2. Sample size used for the test set and the data provenance (e.g. country of origin of the data, retrospective or prospective):

• Not applicable for a 510(k) substantial equivalence submission. The "test set" here refers to the device itself being tested against established industry standards. There isn't an external "data set" in the sense of patient data or algorithm performance data. The device itself undergoes performance testing.

3. Number of experts used to establish the ground truth for the test set and the qualifications of those experts (e.g. radiologist with 10 years of experience):

• Not applicable. "Ground truth" in the context of device performance testing generally refers to the physical measurements and evaluations against predefined standards by qualified testing engineers and laboratories (e.g., UL certified labs).

4. Adjudication method (e.g. 2+1, 3+1, none) for the test set:

• Not applicable. Adjudication methods like 2+1 are used in clinical trials or studies assessing clinical endpoints or subjective interpretations (e.g., image reading). This submission focuses on engineering and safety standards.

5. If a multi reader multi case (MRMC) comparative effectiveness study was done, If so, what was the effect size of how much human readers improve with AI vs without AI assistance:

• Not applicable. This relates to AI or diagnostic device performance, not a powered wheelchair.

6. If a standalone (i.e. algorithm only without human-in-the-loop performance) was done:

• Not applicable. This relates to AI or diagnostic device performance, not a powered wheelchair.

7. The type of ground truth used (expert consensus, pathology, outcomes data, etc):

• Not applicable in the clinical sense. The "ground truth" for the performance testing mentioned (e.g., strength, fatigue, ignition resistance, EMC) would be the measured values of the device's performance against the specified limits in the referenced ANSI/RESNA, CISPR, EN, and IEC standards.

8. The sample size for the training set:

• Not applicable. "Training set" refers to data used to train AI algorithms. This is a physical medical device.

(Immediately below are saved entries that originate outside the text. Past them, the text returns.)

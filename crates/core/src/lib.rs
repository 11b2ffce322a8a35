//! Core business logic for Tally.
//!
//! This crate contains pure business logic with ZERO web or database dependencies.
//! All domain types, validation rules, and calculations live here.
//!
//! # Modules
//!
//! - `account` - Chart of accounts rules
//! - `ledger` - Double-entry journal entries and their lifecycle
//! - `reports` - Trial balance aggregation and balance queries

pub mod account;
pub mod ledger;
pub mod reports;
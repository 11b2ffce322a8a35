//! Common types used across the application.

pub mod id;
pub mod money;
pub mod pagination;

pub use id::*;
pub use money::{
    BALANCE_TOLERANCE, CurrencyCode, from_minor_units, is_within_tolerance, to_minor_units,
};
pub use pagination::{DEFAULT_PER_PAGE, MAX_PER_PAGE, PageMeta, PageRequest, PageResponse};
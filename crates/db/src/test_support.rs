//! In-memory database for in-crate repository tests.

use sea_orm::DatabaseConnection;
use sea_orm_migration::MigratorTrait;
use tally_shared::config::DatabaseConfig;

use crate::migration::Migrator;

/// One-connection SQLite pool, migrated.
pub(crate) async fn memory_db() -> DatabaseConnection {
    let config = DatabaseConfig {
        url: "sqlite::memory:".to_string(),
        max_connections: 1,
        min_connections: 1,
        connect_timeout_secs: 8,
        acquire_timeout_secs: 8,
        sqlx_logging: false,
    };
    let db = crate::connect(&config).await.unwrap();
    Migrator::up(&db, None).await.unwrap();
    db
}
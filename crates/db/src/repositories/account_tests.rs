//! Tests for mapping storage errors on account writes.

use chrono::Utc;
use sea_orm::prelude::DateTimeWithTimeZone;
use sea_orm::{ActiveModelTrait, DbErr, Set};
use tally_core::account::{AccountType, CreateAccountInput};
use tally_shared::types::AccountId;

use super::{AccountError, AccountRepository, map_unique_violation};
use crate::entities::{accounts, sea_orm_active_enums};
use crate::test_support::memory_db;

#[tokio::test]
async fn test_unique_violation_maps_to_duplicate_code() {
    let db = memory_db().await;

    AccountRepository::new(db.clone())
        .create(CreateAccountInput::new("2000", "Payables", AccountType::Liability))
        .await
        .unwrap();

    // Same code written past the repository pre-check, as a concurrent
    // create would be.
    let now: DateTimeWithTimeZone = Utc::now().into();
    let err = accounts::ActiveModel {
        id: Set(AccountId::new().into_inner()),
        code: Set("2000".to_string()),
        name: Set("Other payables".to_string()),
        account_type: Set(sea_orm_active_enums::AccountType::Liability),
        parent_id: Set(None),
        is_active: Set(true),
        deleted_at: Set(None),
        created_at: Set(now),
        updated_at: Set(now),
    }
    .insert(&db)
    .await
    .unwrap_err();

    let mapped = map_unique_violation(err, "2000");
    assert!(matches!(mapped, AccountError::DuplicateCode(ref code) if code == "2000"));
}

#[test]
fn test_other_storage_errors_stay_database_errors() {
    let mapped = map_unique_violation(DbErr::Custom("disk full".to_string()), "2000");
    assert!(matches!(mapped, AccountError::Database(_)));
}
//! Double-entry bookkeeping logic.
//!
//! This module implements the journal ledger:
//! - Journal entries and lines (debits and credits)
//! - The Draft → Posted → Voided lifecycle
//! - Line and balance validation
//! - Domain types for entry creation, updates, and listing
//! - Error types for ledger operations
//! - Ledger service deciding every write before it happens
//! - Audit observer hook

pub mod audit;
pub mod entry;
pub mod error;
pub mod service;
pub mod status;
pub mod types;
pub mod validation;

#[cfg(test)]
mod service_props;
#[cfg(test)]
mod validation_props;

pub use audit::{LedgerEvent, LedgerObserver};
pub use entry::{EntryType, JournalEntry, JournalLine};
pub use error::LedgerError;
pub use service::LedgerService;
pub use status::{EntryStatus, TransitionDecision};
pub use types::{
    CreateJournalEntryInput, JournalEntryFilter, JournalLineInput, LineAccountInfo, LineChanges,
    NewJournalEntry, UpdateJournalEntryInput, UpdatePlan, ValidatedLine,
};
pub use validation::LineTotals;
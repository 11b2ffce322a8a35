//! Property-based tests for journal line validation rules.

use proptest::prelude::*;
use rust_decimal::Decimal;
use tally_shared::types::{AccountId, from_minor_units};

use super::entry::EntryType;
use super::error::LedgerError;
use super::types::{JournalLineInput, LineAccountInfo};
use super::validation::{LineTotals, totals_of, validate_lines};

/// Strategy to generate a valid positive amount (0.0001 to 1,000,000.0000).
fn positive_amount() -> impl Strategy<Value = Decimal> {
    (1i64..10_000_000_000i64).prop_map(|minor| Decimal::new(minor, 4))
}

/// Strategy to generate a zero or negative amount.
fn non_positive_amount() -> impl Strategy<Value = Decimal> {
    (0i64..100_000_000i64).prop_map(|cents| Decimal::new(-cents, 2))
}

/// Strategy to generate an entry type.
fn entry_type_strategy() -> impl Strategy<Value = EntryType> {
    prop_oneof![Just(EntryType::Debit), Just(EntryType::Credit)]
}

fn active(id: AccountId) -> Option<LineAccountInfo> {
    Some(LineAccountInfo {
        id,
        code: "1000".into(),
        is_active: true,
    })
}

fn line(entry_type: EntryType, amount: Decimal) -> JournalLineInput {
    JournalLineInput {
        id: None,
        account_id: AccountId::new(),
        amount,
        currency: None,
        entry_type,
    }
}

proptest! {
    #![proptest_config(ProptestConfig::with_cases(100))]

    /// Non-positive amounts are rejected with the index of the offending line.
    #[test]
    fn prop_non_positive_amount_rejected(
        entry_type in entry_type_strategy(),
        bad in non_positive_amount(),
        good in positive_amount(),
        bad_index in 0usize..3,
    ) {
        let mut lines = vec![line(entry_type, good); 3];
        lines[bad_index].amount = bad;

        let result = validate_lines(&lines, &active);
        prop_assert_eq!(result, Err(LedgerError::NonPositiveAmount { line: bad_index }));
    }

    /// Amounts with up to four decimal places survive the storage conversion unchanged.
    #[test]
    fn prop_valid_amount_keeps_value(amount in positive_amount(), entry_type in entry_type_strategy()) {
        let validated = validate_lines(&[line(entry_type, amount)], &active).unwrap();
        prop_assert_eq!(from_minor_units(validated[0].amount_minor), amount);
    }

    /// A fifth decimal place is always rejected.
    #[test]
    fn prop_fifth_decimal_rejected(whole in 0i64..1_000_000, digit in 1i64..10) {
        let amount = Decimal::new(whole * 100_000 + digit, 5);
        let result = validate_lines(&[line(EntryType::Debit, amount)], &active);
        prop_assert_eq!(result, Err(LedgerError::ExcessAmountPrecision { line: 0 }));
    }

    /// Splitting one side into many lines keeps the set balanced.
    #[test]
    fn prop_split_lines_stay_balanced(parts in prop::collection::vec(positive_amount(), 1..10)) {
        let total: Decimal = parts.iter().copied().sum();
        let mut lines: Vec<JournalLineInput> =
            parts.into_iter().map(|a| line(EntryType::Debit, a)).collect();
        lines.push(line(EntryType::Credit, total));

        let validated = validate_lines(&lines, &active).unwrap();
        prop_assert!(totals_of(&validated).is_balanced());
    }

    /// Totals never depend on line order.
    #[test]
    fn prop_totals_order_independent(
        lines in prop::collection::vec((entry_type_strategy(), positive_amount()), 0..12)
    ) {
        let forward = LineTotals::from_lines(lines.iter().copied());
        let backward = LineTotals::from_lines(lines.iter().rev().copied());
        prop_assert_eq!(forward, backward);
    }
}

9. How the ground truth for the training set was established:

• Not applicable. Same reason as above.

In summary, for K070489:

This submission is a traditional 510(k) for a physical medical device (powered wheelchair). The "proof" that it meets acceptance criteria comes from demonstrating that its technological characteristics are substantially equivalent to a predicate device and that it complies with relevant industry performance and safety standards. The detailed questions about studies, experts, ground truth, and AI-related metrics do not apply to this type of regulatory submission.